Daily operations for a NARDELLI's franchisee center on a streamlined, proprietary recipe system that the brand describes as requiring minimal cooking — a structural advantage that simplifies staffing requirements, reduces back-of-house complexity, and lowers the skill threshold needed to achieve consistent food quality across locations. The operational model covers lunch, dinner, catering, online ordering via mobile app, eat-in, takeout, and delivery, giving franchisees multiple revenue channels from a single physical location. The brand operates a six-day work week, with Sundays designated as a rest day — a deliberate policy that reflects the Nardelli family's stated belief that family comes first, and one that meaningfully differentiates the lifestyle implications of this franchise from seven-day QSR formats. Training is conducted directly by the Nardelli family — Anthony, Marco, and Diana — and includes several weeks of hands-on instruction, management and team training, site selection assistance, and access to a qualified general contractor relationship for build-out management.
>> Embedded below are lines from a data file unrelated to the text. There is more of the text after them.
use reqwest::StatusCode;
use serde_json::Value;

use crate::application::ports::ProviderError;

/// Maps a non-success HTTP response onto the provider error contract.
pub(super) async fn error_from_response(response: reqwest::Response) -> ProviderError {
    let status = response.status();
    let body = response.text().await.unwrap_or_default();
    let data = serde_json::from_str::<Value>(&body).ok();

    if status == StatusCode::TOO_MANY_REQUESTS {
        return ProviderError::RateLimited { data };
    }

    let message = data
        .as_ref()
        .and_then(vendor_error_message)
        .unwrap_or_else(|| format!("HTTP {}: {}", status, body));

    ProviderError::Api {
        status: Some(status.as_u16()),
        message,
        data,
    }
}

pub(super) fn transport_error(error: reqwest::Error) -> ProviderError {
    ProviderError::Api {
        status: error.status().map(|s| s.as_u16()),
        message: error.to_string(),
        data: None,
    }
}

// Both vendors nest the message as {"error": {"message": ...}}.
fn vendor_error_message(data: &Value) -> Option<String> {
    data.get("error")
        .and_then(|e| e.get("message"))
        .and_then(Value::as_str)
        .map(str::to_string)
}
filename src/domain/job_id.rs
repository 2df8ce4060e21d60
use std::fmt;

use uuid::Uuid;

#[derive(Debug, Clone, Copy, PartialEq, Eq, Hash)]
pub struct JobId(Uuid);

impl JobId {
    pub fn new() -> Self {
        Self(Uuid::new_v4())
    }

    pub fn from_uuid(uuid: Uuid) -> Self {
        Self(uuid)
    }

    pub fn as_uuid(&self) -> Uuid {
        self.0
    }
}

impl Default for JobId {
    fn default() -> Self {
        Self::new()
    }
}

impl fmt::Display for JobId {
    fn fmt(&self, f: &mut fmt::Formatter<'_>) -> fmt::Result {
        write!(f, "{}", self.0)
    }
}
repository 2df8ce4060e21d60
use std::sync::{Mutex, PoisonError};

use chrono::{DateTime, TimeDelta, Utc};

use crate::application::ports::Clock;

/// Clock that only moves when told to.
#[derive(Debug)]
pub struct ManualClock {
    now: Mutex<DateTime<Utc>>,
}

impl ManualClock {
    pub fn new(start: DateTime<Utc>) -> Self {
        Self {
            now: Mutex::new(start),
        }
    }

    pub fn advance(&self, delta: TimeDelta) {
        let mut now = self.now.lock().unwrap_or_else(PoisonError::into_inner);
        *now += delta;
    }

    pub fn set(&self, instant: DateTime<Utc>) {
        *self.now.lock().unwrap_or_else(PoisonError::into_inner) = instant;
    }
}

impl Default for ManualClock {
    fn default() -> Self {
        Self::new(Utc::now())
    }
}

impl Clock for ManualClock {
    fn now(&self) -> DateTime<Utc> {
        *self.now.lock().unwrap_or_else(PoisonError::into_inner)
    }
}
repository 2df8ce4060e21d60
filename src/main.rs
use std::net::SocketAddr;
use std::sync::Arc;
use std::time::Duration;

use anyhow::Context;
use tokio::net::TcpListener;

use research_relay::application::ports::Clock;
use research_relay::application::services::JobManager;
use research_relay::infrastructure::clock::SystemClock;
use research_relay::infrastructure::llm::create_research_provider;
use research_relay::infrastructure::observability::{TracingConfig, init_tracing};
use research_relay::presentation::{AppState, Environment, Settings, create_router};

#[tokio::main]
async fn main() -> anyhow::Result<()> {
    dotenvy::dotenv().ok();

    let environment = Environment::from_env().map_err(anyhow::Error::msg)?;
    let settings = Settings::load(environment).context("Failed to load configuration")?;

    init_tracing(&TracingConfig::from_settings(
        environment.as_str(),
        &settings.logging,
    ))?;

    let provider = Arc::new(
        create_research_provider(&settings.provider)
            .context("Failed to configure research provider")?,
    );
    tracing::info!(
        provider = %settings.provider.name,
        model = %settings.provider.model,
        "Research provider configured"
    );

    let clock: Arc<dyn Clock> = Arc::new(SystemClock);
    let (state, worker) = AppState::build(provider, settings.clone(), clock);

    tokio::spawn(worker.run());
    tokio::spawn(sweep_expired_jobs(
        Arc::clone(&state.job_manager),
        settings.jobs.retention(),
        Duration::from_secs(settings.jobs.sweep_interval_secs.max(1)),
    ));

    let router = create_router(state);

    let addr: SocketAddr = format!("{}:{}", settings.server.host, settings.server.port)
        .parse()
        .context("Invalid server address")?;
    tracing::info!("Listening on {}", addr);

    let listener = TcpListener::bind(addr).await?;
    axum::serve(listener, router)
        .with_graceful_shutdown(shutdown_signal())
        .await?;

    Ok(())
}

async fn sweep_expired_jobs(
    job_manager: Arc<JobManager>,
    retention: chrono::TimeDelta,
    every: Duration,
) {
    let mut interval = tokio::time::interval(every);
    loop {
        interval.tick().await;
        if let Err(e) = job_manager.evict_expired(retention).await {
            tracing::warn!(error = %e, "Job retention sweep failed");
        }
    }
}

async fn shutdown_signal() {
    if let Err(e) = tokio::signal::ctrl_c().await {
        tracing::error!(error = %e, "Failed to listen for shutdown signal");
    }
    tracing::info!("Shutdown signal received");
}
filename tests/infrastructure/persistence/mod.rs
mod in_memory_job_repository_test;
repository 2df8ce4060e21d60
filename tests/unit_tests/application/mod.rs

mod research_orchestrator_test;
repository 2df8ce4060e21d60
use std::collections::HashMap;
use std::sync::{Mutex, MutexGuard, PoisonError};

use async_trait::async_trait;
use chrono::{DateTime, Utc};

use crate::application::ports::{JobRepository, RepositoryError};
use crate::domain::{Job, JobId, JobStatus, JobUpdate};

/// Process-lifetime job store. Jobs are lost on restart.
pub struct InMemoryJobRepository {
    jobs: Mutex<HashMap<JobId, Job>>,
    max_jobs: Option<usize>,
}

impl InMemoryJobRepository {
    pub fn new() -> Self {
        Self {
            jobs: Mutex::new(HashMap::new()),
            max_jobs: None,
        }
    }

    /// At capacity the oldest finished job makes room; running jobs are never dropped.
    pub fn with_max_jobs(mut self, max_jobs: usize) -> Self {
        self.max_jobs = Some(max_jobs.max(1));
        self
    }

    fn lock(&self) -> MutexGuard<'_, HashMap<JobId, Job>> {
        self.jobs.lock().unwrap_or_else(PoisonError::into_inner)
    }
}

impl Default for InMemoryJobRepository {
    fn default() -> Self {
        Self::new()
    }
}

fn evict_oldest_terminal(jobs: &mut HashMap<JobId, Job>) -> bool {
    let oldest = jobs
        .values()
        .filter(|job| job.is_terminal())
        .min_by_key(|job| job.completed_at.unwrap_or(job.updated_at))
        .map(|job| job.id);

    match oldest {
        Some(id) => {
            jobs.remove(&id);
            tracing::debug!(job_id = %id, "Evicted finished job to make room");
            true
        }
        None => false,
    }
}

#[async_trait]
impl JobRepository for InMemoryJobRepository {
    async fn create(&self, job: &Job) -> Result<(), RepositoryError> {
        let mut jobs = self.lock();

        if jobs.contains_key(&job.id) {
            return Err(RepositoryError::ConstraintViolation(format!(
                "job {} already exists",
                job.id
            )));
        }

        if let Some(max_jobs) = self.max_jobs {
            while jobs.len() >= max_jobs {
                if !evict_oldest_terminal(&mut jobs) {
                    return Err(RepositoryError::CapacityExceeded(format!(
                        "{} jobs still running",
                        jobs.len()
                    )));
                }
            }
        }

        jobs.insert(job.id, job.clone());
        Ok(())
    }

    async fn get_by_id(&self, id: JobId) -> Result<Option<Job>, RepositoryError> {
        Ok(self.lock().get(&id).cloned())
    }

    async fn update_status(
        &self,
        id: JobId,
        status: JobStatus,
        update: JobUpdate,
        now: DateTime<Utc>,
    ) -> Result<Job, RepositoryError> {
        let mut jobs = self.lock();
        let job = jobs
            .get_mut(&id)
            .ok_or_else(|| RepositoryError::NotFound(id.to_string()))?;

        job.transition(status, update, now)?;
        Ok(job.clone())
    }

    async fn delete(&self, id: JobId) -> Result<bool, RepositoryError> {
        Ok(self.lock().remove(&id).is_some())
    }

    async fn list_by_status(&self, status: JobStatus) -> Result<Vec<Job>, RepositoryError> {
        let mut jobs: Vec<Job> = self
            .lock()
            .values()
            .filter(|job| job.status == status)
            .cloned()
            .collect();
        jobs.sort_by_key(|job| job.created_at);
        Ok(jobs)
    }

    async fn count(&self) -> Result<usize, RepositoryError> {
        Ok(self.lock().len())
    }

    async fn evict_terminal_before(&self, cutoff: DateTime<Utc>) -> Result<usize, RepositoryError> {
        let mut jobs = self.lock();
        let before = jobs.len();
        jobs.retain(|_, job| {
            !(job.is_terminal() && job.completed_at.is_some_and(|done| done < cutoff))
        });
        Ok(before - jobs.len())
    }
}
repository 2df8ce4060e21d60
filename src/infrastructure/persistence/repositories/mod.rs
mod in_memory_job_repository;

pub use in_memory_job_repository::InMemoryJobRepository;
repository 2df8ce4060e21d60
mod init_tracing;
mod prompt_sanitizer;
mod request_id;
mod tracing_config;

pub use init_tracing::init_tracing;
pub use prompt_sanitizer::sanitize_prompt;
pub use request_id::{REQUEST_ID_HEADER, RequestId, request_id_middleware};
pub use tracing_config::TracingConfig;
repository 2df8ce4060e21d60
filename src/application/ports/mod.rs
mod clock;
mod job_repository;
mod job_status_reader;
mod repository_error;
mod research_provider;

pub use clock::Clock;
pub use job_repository::JobRepository;
pub use job_status_reader::JobStatusReader;
pub use repository_error::RepositoryError;
pub use research_provider::{ProviderError, ResearchProvider};
mod llm;
mod persistence;
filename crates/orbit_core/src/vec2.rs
use serde::{Deserialize, Serialize};
use std::ops::{Add, AddAssign, Mul, Sub};

/// 2D vector in canvas units (x right, y down)
#[derive(Debug, Clone, Copy, Default, PartialEq, Serialize, Deserialize)]
pub struct Vector2 {
    pub x: f64,
    pub y: f64,
}

impl Vector2 {
    pub const ZERO: Self = Self { x: 0.0, y: 0.0 };

    pub const fn new(x: f64, y: f64) -> Self {
        Self { x, y }
    }

    pub fn add(self, other: Self) -> Self {
        Self::new(self.x + other.x, self.y + other.y)
    }

    pub fn scale(self, k: f64) -> Self {
        Self::new(self.x * k, self.y * k)
    }

    /// `self + other * k`
    pub fn scaled_add(self, other: Self, k: f64) -> Self {
        Self::new(self.x + other.x * k, self.y + other.y * k)
    }

    /// In-place add. Mutates the receiver only.
    pub fn add_by(&mut self, other: Self) {
        self.x += other.x;
        self.y += other.y;
    }

    pub fn distance(self, other: Self) -> f64 {
        (other - self).magnitude()
    }

    pub fn magnitude(self) -> f64 {
        self.magnitude_squared().sqrt()
    }

    pub fn magnitude_squared(self) -> f64 {
        self.x * self.x + self.y * self.y
    }

    pub fn is_finite(self) -> bool {
        self.x.is_finite() && self.y.is_finite()
    }
}

impl Add for Vector2 {
    type Output = Self;

    fn add(self, rhs: Self) -> Self {
        Vector2::add(self, rhs)
    }
}

impl Sub for Vector2 {
    type Output = Self;

    fn sub(self, rhs: Self) -> Self {
        Self::new(self.x - rhs.x, self.y - rhs.y)
    }
}

impl Mul<f64> for Vector2 {
    type Output = Self;

    fn mul(self, k: f64) -> Self {
        self.scale(k)
    }
}

impl AddAssign for Vector2 {
    fn add_assign(&mut self, rhs: Self) {
        self.add_by(rhs);
    }
}
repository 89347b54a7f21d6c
use bevy::prelude::*;
use bevy::window::PrimaryWindow;
use orbit_core::{ColorMode, Viewport};
use orbit_physics::procgen::Scenario;

use crate::simulation::{Simulation, TickOptions};

/// Bevy plugin for the simulation pipeline
pub struct SimulationPlugin;

impl Plugin for SimulationPlugin {
    fn build(&self, app: &mut App) {
        app.init_resource::<SimClock>()
            .add_systems(Startup, load_initial_scenario)
            .add_systems(Update, simulation_tick.in_set(SimulationSet));
    }
}

/// The tick system. Anything reading the frame runs after it.
#[derive(SystemSet, Debug, Clone, PartialEq, Eq, Hash)]
pub struct SimulationSet;

/// Display and control toggles, changed by the UI
#[derive(Resource, Debug, Clone)]
pub struct SimSettings {
    pub color_mode: ColorMode,
    pub record_history: bool,
    pub scenario: Scenario,
}

impl Default for SimSettings {
    fn default() -> Self {
        Self {
            color_mode: ColorMode::default(),
            record_history: true,
            scenario: Scenario::default(),
        }
    }
}

/// Simulated seconds since start. Stops while paused.
#[derive(Resource, Default, Debug)]
pub struct SimClock {
    pub elapsed: f64,
}

/// Primary window size in logical pixels, or the configured size before one exists
pub fn current_viewport(
    windows: &Query<&Window, With<PrimaryWindow>>,
    sim: &Simulation,
) -> Viewport {
    windows
        .get_single()
        .map(|w| Viewport::new(w.width() as f64, w.height() as f64))
        .unwrap_or(Viewport::new(sim.config.window_width, sim.config.window_height))
}

fn load_initial_scenario(
    mut sim: ResMut<Simulation>,
    settings: Res<SimSettings>,
    windows: Query<&Window, With<PrimaryWindow>>,
) {
    let viewport = current_viewport(&windows, &sim);
    sim.load_scenario(settings.scenario, viewport);
}

/// Main simulation tick
fn simulation_tick(
    mut sim: ResMut<Simulation>,
    mut clock: ResMut<SimClock>,
    settings: Res<SimSettings>,
    time: Res<Time>,
    windows: Query<&Window, With<PrimaryWindow>>,
) {
    let dt = if sim.is_paused() {
        0.0
    } else {
        time.delta_secs_f64() * sim.config.time_scale
    };
    clock.elapsed += dt;

    let options = TickOptions {
        viewport: current_viewport(&windows, &sim),
        color_mode: settings.color_mode,
        record_history: settings.record_history,
    };
    let elapsed = clock.elapsed;
    let frame = sim.tick(elapsed, dt, &options);
    trace!("Tick at {:.3}s: {} masses", elapsed, frame.draws.len());
}
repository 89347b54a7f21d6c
use bevy::prelude::*;
use orbit_core::{AccelRange, ColorMode, DrawCommand, MassId, SimConfig, Viewport};
use orbit_physics::draw::emit_draw_commands;
use orbit_physics::forces::pair_contributions;
use orbit_physics::procgen::Scenario;
use orbit_physics::{IntegrateParams, Mass, MassConfig, MassIdAllocator};

use crate::state::RunState;

/// Per-tick inputs owned by the caller
#[derive(Debug, Clone, Copy)]
pub struct TickOptions {
    pub viewport: Viewport,
    pub color_mode: ColorMode,
    pub record_history: bool,
}

/// Draw commands for one mass
#[derive(Debug, Clone, PartialEq)]
pub struct MassDraw {
    pub id: MassId,
    pub commands: Vec<DrawCommand>,
}

/// Output of one tick, in collection order
#[derive(Debug, Clone, Default, PartialEq)]
pub struct Frame {
    pub elapsed: f64,
    pub accel_range: AccelRange,
    pub draws: Vec<MassDraw>,
}

impl Frame {
    pub fn commands(&self) -> impl Iterator<Item = &DrawCommand> {
        self.draws.iter().flat_map(|d| d.commands.iter())
    }
}

/// Owns every mass and advances them together
#[derive(Resource)]
pub struct Simulation {
    pub config: SimConfig,
    masses: Vec<Mass>,
    ids: MassIdAllocator,
    state: RunState,
    frame: Frame,
    /// Completed running ticks
    pub steps: u64,
}

impl Simulation {
    pub fn new(config: SimConfig) -> Self {
        Self {
            config,
            masses: Vec::new(),
            ids: MassIdAllocator::new(),
            state: RunState::Running,
            frame: Frame::default(),
            steps: 0,
        }
    }

    /// Advance one step and return the frame to draw.
    /// While paused nothing moves and the frame is projected from current state.
    pub fn tick(&mut self, elapsed: f64, dt: f64, options: &TickOptions) -> &Frame {
        if self.state == RunState::Running {
            self.step(elapsed, dt, options);
            self.steps += 1;
        }
        self.frame = self.project(elapsed, options.color_mode);
        &self.frame
    }

    fn step(&mut self, elapsed: f64, dt: f64, options: &TickOptions) {
        for mass in self.masses.iter_mut() {
            mass.reset_deltas();
        }

        let g = self.config.gravity_constant;
        let min_distance = self.config.min_distance;
        for i in 0..self.masses.len() {
            let (head, tail) = self.masses.split_at_mut(i + 1);
            let a = &mut head[i];
            for b in tail.iter_mut() {
                if a.is_fixed() && b.is_fixed() {
                    continue;
                }
                let (on_a, on_b) = pair_contributions(a, b, g, min_distance, dt);
                a.accumulate(on_a);
                b.accumulate(on_b);
            }
        }

        let params = IntegrateParams {
            dt,
            viewport: options.viewport,
            history_window: self.config.history_window,
            record_history: options.record_history,
        };
        for mass in self.masses.iter_mut() {
            mass.stage_drift(dt);
            mass.integrate(elapsed, &params);
        }
    }

    /// Draw commands for the current state. Reads only.
    pub fn project(&self, elapsed: f64, mode: ColorMode) -> Frame {
        let accel_range = self.accel_range();
        Frame {
            elapsed,
            accel_range,
            draws: self
                .masses
                .iter()
                .map(|m| MassDraw {
                    id: m.id(),
                    commands: emit_draw_commands(m, mode, accel_range),
                })
                .collect(),
        }
    }

    /// Color bounds: extremes of the free masses, max capped by `max_accel`
    pub fn accel_range(&self) -> AccelRange {
        let mut free = self
            .masses
            .iter()
            .filter(|m| !m.is_fixed())
            .map(|m| m.accel_magnitude());
        let Some(first) = free.next() else {
            return AccelRange::default();
        };
        let (min, max) = free.fold((first, first), |(lo, hi), a| (lo.min(a), hi.max(a)));
        let max = max.min(self.config.max_accel);
        AccelRange {
            min: min.min(max),
            max,
        }
    }

    /// Last frame produced by `tick`
    pub fn frame(&self) -> &Frame {
        &self.frame
    }

    pub fn spawn(&mut self, config: MassConfig) -> MassId {
        let mass = Mass::new(config, self.config.base_mass, &mut self.ids);
        let id = mass.id();
        self.masses.push(mass);
        id
    }

    /// Add a copy of `preset` with a new id
    pub fn spawn_from_preset(&mut self, preset: &Mass) -> MassId {
        let mass = Mass::from_preset(preset, self.config.base_mass, &mut self.ids);
        let id = mass.id();
        self.masses.push(mass);
        id
    }

    pub fn remove(&mut self, id: MassId) -> Option<Mass> {
        let index = self.masses.iter().position(|m| m.id() == id)?;
        let mass = self.masses.remove(index);
        info!("Removed mass {} ({} left)", id, self.masses.len());
        Some(mass)
    }

    pub fn clear(&mut self) {
        self.masses.clear();
        self.frame = Frame::default();
    }

    /// Replace every mass. Ids keep counting up from the previous set.
    pub fn replace_masses(&mut self, configs: impl IntoIterator<Item = MassConfig>) {
        self.clear();
        for config in configs {
            self.spawn(config);
        }
    }

    pub fn load_scenario(&mut self, scenario: Scenario, viewport: Viewport) {
        let configs = scenario.build(&self.config, viewport);
        self.replace_masses(configs);
        info!(
            "Loaded scenario '{}' with {} masses ({}x{})",
            scenario.name(),
            self.masses.len(),
            viewport.width,
            viewport.height
        );
    }

    pub fn clear_histories(&mut self) {
        for mass in self.masses.iter_mut() {
            mass.clear_history();
        }
    }

    pub fn masses(&self) -> &[Mass] {
        &self.masses
    }

    pub fn get(&self, id: MassId) -> Option<&Mass> {
        self.masses.iter().find(|m| m.id() == id)
    }

    pub fn len(&self) -> usize {
        self.masses.len()
    }

    pub fn is_empty(&self) -> bool {
        self.masses.is_empty()
    }

    pub fn state(&self) -> RunState {
        self.state
    }

    pub fn is_paused(&self) -> bool {
        self.state == RunState::Paused
    }

    pub fn pause(&mut self) {
        self.set_state(RunState::Paused);
    }

    pub fn resume(&mut self) {
        self.set_state(RunState::Running);
    }

    pub fn toggle_pause(&mut self) {
        self.set_state(self.state.toggled());
    }

    fn set_state(&mut self, state: RunState) {
        if self.state != state {
            info!("Simulation {} -> {}", self.state.name(), state.name());
            self.state = state;
        }
    }
}

#[cfg(test)]
mod tests {
    use super::*;
    use orbit_core::Vector2;

    fn options() -> TickOptions {
        TickOptions {
            viewport: Viewport::new(1000.0, 1000.0),
            color_mode: ColorMode::Size,
            record_history: true,
        }
    }

    #[test]
    fn test_accel_range_ignores_fixed() {
        let mut sim = Simulation::new(SimConfig::default());
        sim.spawn(MassConfig::anchor(1e6, Vector2::new(500.0, 500.0)));
        sim.spawn(MassConfig::free(1.0, Vector2::new(600.0, 500.0), Vector2::ZERO));
        sim.spawn(MassConfig::free(1.0, Vector2::new(800.0, 500.0), Vector2::ZERO));
        sim.tick(0.01, 0.01, &options());

        let range = sim.accel_range();
        assert!(range.min > 0.0);
        assert!(range.min < range.max);
    }

    #[test]
    fn test_accel_range_caps_max() {
        let config = SimConfig {
            max_accel: 1e-9,
            ..SimConfig::default()
        };
        let mut sim = Simulation::new(config);
        sim.spawn(MassConfig::free(1e6, Vector2::new(10.0, 10.0), Vector2::ZERO));
        sim.spawn(MassConfig::free(1e6, Vector2::new(20.0, 10.0), Vector2::ZERO));
        sim.tick(0.1, 0.1, &options());

        let range = sim.accel_range();
        assert_eq!(range.max, 1e-9);
        assert_eq!(range.min, range.max);
    }

    #[test]
    fn test_empty_tick_yields_empty_frame() {
        let mut sim = Simulation::new(SimConfig::default());
        let frame = sim.tick(1.0, 0.1, &options());
        assert!(frame.draws.is_empty());
        assert_eq!(sim.accel_range(), AccelRange::default());
    }

    #[test]
    fn test_remove_by_id() {
        let mut sim = Simulation::new(SimConfig::default());
        let a = sim.spawn(MassConfig::free(1.0, Vector2::ZERO, Vector2::ZERO));
        let b = sim.spawn(MassConfig::free(2.0, Vector2::ZERO, Vector2::ZERO));
        assert!(sim.remove(a).is_some());
        assert!(sim.remove(a).is_none());
        assert_eq!(sim.len(), 1);
        assert!(sim.get(b).is_some());
    }

    #[test]
    fn test_replace_keeps_ids_unique() {
        let mut sim = Simulation::new(SimConfig::default());
        let first = sim.spawn(MassConfig::free(1.0, Vector2::ZERO, Vector2::ZERO));
        sim.replace_masses([MassConfig::free(1.0, Vector2::ZERO, Vector2::ZERO)]);
        assert!(sim.masses()[0].id() > first);
    }

    #[test]
    fn test_toggle_pause() {
        let mut sim = Simulation::new(SimConfig::default());
        sim.toggle_pause();
        assert!(sim.is_paused());
        sim.toggle_pause();
        assert_eq!(sim.state(), RunState::Running);
    }
}
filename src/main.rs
use bevy::prelude::*;
use orbit_core::SimConfig;
use orbit_physics::procgen::Scenario;
use orbit_render::plugin::OrbitRenderPlugin;
use orbit_sim::Simulation;
use orbit_sim::pipeline::{SimSettings, SimulationPlugin};

/// Configuration problems found before logging was up
#[derive(Resource, Default)]
struct StartupWarnings(Vec<String>);

fn main() {
    let mut warnings = Vec::new();
    let config = load_config(&mut warnings);
    let scenario = load_scenario(&mut warnings);

    App::new()
        .add_plugins(DefaultPlugins.set(WindowPlugin {
            primary_window: Some(Window {
                title: "Orbit - 2D gravity toy".into(),
                resolution: (config.window_width as f32, config.window_height as f32).into(),
                ..default()
            }),
            ..default()
        }))
        .insert_resource(ClearColor(Color::srgb(0.0, 0.0, 0.02)))
        .insert_resource(SimSettings {
            scenario,
            record_history: config.record_history,
            ..default()
        })
        .insert_resource(Simulation::new(config))
        .insert_resource(StartupWarnings(warnings))
        .add_plugins(SimulationPlugin)
        .add_plugins(OrbitRenderPlugin)
        .add_systems(Startup, report_startup_warnings)
        .run();
}

/// Defaults plus environment overrides; falls back to defaults when invalid
fn load_config(warnings: &mut Vec<String>) -> SimConfig {
    let config = match SimConfig::default().with_env_overrides() {
        Ok(config) => config,
        Err(e) => {
            warnings.push(e);
            SimConfig::default()
        }
    };
    match config.validate() {
        Ok(()) => config,
        Err(e) => {
            warnings.push(format!("invalid configuration, using defaults: {e}"));
            SimConfig::default()
        }
    }
}

fn load_scenario(warnings: &mut Vec<String>) -> Scenario {
    match std::env::var("ORBIT_SCENARIO") {
        Ok(name) => name.parse().unwrap_or_else(|e| {
            warnings.push(e);
            Scenario::default()
        }),
        Err(_) => Scenario::default(),
    }
}

fn report_startup_warnings(warnings: Res<StartupWarnings>) {
    for warning in &warnings.0 {
        error!("{}", warning);
    }
}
The ongoing support structure extends to continuous improvement of financial, management, and operational procedures, as well as spot checks to ensure consistency in food preparation and product offerings across all locations. Diana Nardelli Troiano's active role in training and support is a differentiating feature that franchisees cite as creating an unusually direct line to brand leadership. New locations opened in 2023 at Noble Gas travel plazas — which include indoor and outdoor seating and EV charging stations — indicate the brand is actively experimenting with non-traditional venue formats that could expand available site selection options for future franchisees. The company is also in the process of revamping its mobile app to incorporate easier ordering and a robust loyalty program, which was targeted for a first quarter 2023 launch, reflecting a commitment to digital infrastructure that will benefit franchisees across the system. Multi-unit development agreements are part of the franchise model, with at least one franchisee signing a deal in 2022 to open four additional locations over five years, suggesting the brand encourages and supports multi-unit ownership among qualified operators.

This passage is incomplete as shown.